The Union sought to bring an application for judicial review of the Director’s decision, but the application was filed late due to a misunderstanding of how the thirty-day time limit for filing would be applied in light of the Christmas holidays. This was an application for an order pursuant to subsection 18.1(2) of the Federal Court Act for an extension of time to file the application.

Held, the application should be dismissed.

The applicant did not meet the conditions for being granted an extension of the time limit to file an application.

In this case, it was conceded that the applicant intended to bring the application in a timely fashion and had not abandoned that intent. However, the applicant has failed to establish that it had a reasonable chance of success in an arguable case.

The argument that the Director had breached his duty of fairness (failure to produce all of the evidence to the Union in advance of his decision) was briefly commented upon. There was no evidence that the Union ever requested an opportunity to review all of the material before the Director. Moreover, it has not been established that the applicant had the right to review all such information. Even if that ground were properly before the Court, it would not raise a reasonable chance of success.

This Court would be reluctant to intervene unless persuaded that the decisions were patently unreasonable in the sense that they were not based on any evidence or relevant legal principle. Particularly is this so where the decisions cannot be said to be in relation to the Director’s jurisdiction, but rather they concern matters clearly falling within his or her discretion to determine, under his or her statutory authority and the terms of the arrangements the Director had earlier approved for Ultramar’s acquisition of the refinery, including its written undertakings.

In essence, the argument was that since the Competition Tribunal’s consent order in February 1990 described the refinery as including the refinery and related dock and terminal facilities with storage capacity, the Director erred in finding compliance with its 1993 undertakings to publicly market the refinery when it failed to include the dock and terminal and related storage capacity in the package which it offered for sale as the refinery. This was not borne out by an examination of the decision. There were already two decisions, one by the Competition Tribunal and one by this Court, which have found that undertakings by Ultramar to the Director were not a part of the consent order of 1990, and the terms of the consent order were not the source of the Director’s authority in relation to the undertakings given by Ultramar. Industry practice, therefore, was not irrelevant. Furthermore, the undertakings may be questioned or enforced only by one of the two parties to them, the Director and Ultramar. Where they are agreed on their interpretation, a different interpretation offered by others cannot be given credence by the Court. Therefore, the applicant could not establish that the decision of the Director, in assessing the asset package offered for sale, was patently unreasonable and the applicant had no reasonable chance of success in arguing this ground for judicial review.

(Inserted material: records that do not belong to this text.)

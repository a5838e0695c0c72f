//! Handlers de autenticación
//!
//! Registro, login y logout emiten o limpian la cookie de sesión (httpOnly);
//! el token también viaja en el cuerpo para clientes que prefieran el
//! header `Authorization`.

use axum::{
    extract::State,
    http::StatusCode,
    middleware,
    routing::{get, post},
    Extension, Json, Router,
};
use axum_extra::extract::cookie::{Cookie, SameSite};
use axum_extra::extract::CookieJar;
use serde::Deserialize;
use serde_json::{json, Value};

use crate::api::JsonCuerpo;
use crate::middleware::auth::{requerir_auth, UsuarioAutenticado, COOKIE_SESION};
use crate::models::usuario::{Usuario, UsuarioPayload, UsuarioRespuesta};
use crate::state::AppState;
use crate::utils::errors::{AppError, AppResult};
use crate::utils::jwt::generar_token;

pub fn crear_router(state: AppState) -> Router<AppState> {
    Router::new()
        .route(
            "/perfil",
            get(perfil).route_layer(middleware::from_fn_with_state(state, requerir_auth)),
        )
        .route("/registro", post(registro))
        .route("/login", post(login))
        .route("/logout", get(logout))
}

#[derive(Debug, Deserialize)]
pub struct Credenciales {
    pub email: Option<String>,
    pub password: Option<String>,
}

fn cookie_de_sesion(token: &str) -> Cookie<'static> {
    Cookie::build((COOKIE_SESION, token.to_string()))
        .path("/")
        .http_only(true)
        .same_site(SameSite::Lax)
        .build()
}

/// Registrar un usuario nuevo e iniciar sesión en el mismo paso
async fn registro(
    State(state): State<AppState>,
    jar: CookieJar,
    JsonCuerpo(datos): JsonCuerpo<UsuarioPayload>,
) -> AppResult<(StatusCode, CookieJar, Json<Value>)> {
    let usuario = Usuario::nuevo(datos)?;

    let existente = state.usuarios.buscar(|u| u.email == usuario.email).await;
    if existente.is_some() {
        return Err(AppError::Conflicto(
            "Ya existe un usuario con ese email".to_string(),
        ));
    }

    let usuario = state.usuarios.add(usuario).await?;
    let token = generar_token(
        usuario.id,
        usuario.rol.as_str(),
        &state.config.jwt_secret,
        state.config.jwt_expiration,
    )?;

    Ok((
        StatusCode::CREATED,
        jar.add(cookie_de_sesion(&token)),
        Json(json!({
            "mensaje": "Usuario registrado",
            "token": token,
            "usuario": UsuarioRespuesta::from(usuario),
        })),
    ))
}

/// Iniciar sesión con email y contraseña
async fn login(
    State(state): State<AppState>,
    jar: CookieJar,
    JsonCuerpo(credenciales): JsonCuerpo<Credenciales>,
) -> AppResult<(CookieJar, Json<Value>)> {
    let email = credenciales
        .email
        .filter(|e| !e.is_empty())
        .ok_or_else(|| AppError::Validacion("El campo 'email' es obligatorio".to_string()))?
        .to_lowercase();
    let password = credenciales
        .password
        .filter(|p| !p.is_empty())
        .ok_or_else(|| AppError::Validacion("El campo 'password' es obligatorio".to_string()))?;

    // Credenciales desconocidas y contraseña incorrecta responden igual
    let usuario = state
        .usuarios
        .buscar(|u| u.email == email)
        .await
        .ok_or_else(|| AppError::NoAutenticado("Credenciales inválidas".to_string()))?;

    if !usuario.activo {
        return Err(AppError::NoAutenticado("Usuario inactivo".to_string()));
    }
    if !usuario.verificar_password(&password)? {
        return Err(AppError::NoAutenticado("Credenciales inválidas".to_string()));
    }

    let token = generar_token(
        usuario.id,
        usuario.rol.as_str(),
        &state.config.jwt_secret,
        state.config.jwt_expiration,
    )?;

    Ok((
        jar.add(cookie_de_sesion(&token)),
        Json(json!({
            "mensaje": "Sesión iniciada",
            "token": token,
            "usuario": UsuarioRespuesta::from(usuario),
        })),
    ))
}

/// Cerrar sesión limpiando la cookie
async fn logout(jar: CookieJar) -> (CookieJar, Json<Value>) {
    let jar = jar.remove(Cookie::build((COOKIE_SESION, "")).path("/").build());
    (jar, Json(json!({ "mensaje": "Sesión cerrada" })))
}

/// Perfil del usuario autenticado
async fn perfil(
    State(state): State<AppState>,
    Extension(autenticado): Extension<UsuarioAutenticado>,
) -> AppResult<Json<Value>> {
    let usuario = state
        .usuarios
        .get_by_id(autenticado.usuario_id)
        .await
        .ok_or_else(|| AppError::NoAutenticado("Usuario no encontrado".to_string()))?;
    Ok(Json(json!({ "usuario": UsuarioRespuesta::from(usuario) })))
}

The Union further urged that the Director erred when he found Ultramar had complied with its undertaking to publicly market the refinery without any unreasonable restriction on the price. The argument was that by failing to indicate the price for which it was willing to sell the refinery, Ultramar unreasonably restricted the price by refusing to disclose it completely. Failure to set an asking price, in itself, cannot, in the circumstances of this case, be characterized as unreasonably restricting the price.

Nor can the Director’s conclusion that there was no legitimate expression of interest to purchase the refinery and continue its operation be characterized as unreasonable.

While the general standard that the underlying consideration in such a case as this is whether, in the circumstances, an extension of time to commence proceedings is called for to do justice between the parties, that does not require that the Court waive the basic statutory rule limiting time to commence proceedings where the Court concludes the applicant, on the basis of the material and argument presented in support of the extension, has no reasonable chance of success, no arguable case, for judicial review.

If the unionized workers’ goal of returning to work at the refinery is to be achieved, it will be as a result of the decisions of others, not of the courts.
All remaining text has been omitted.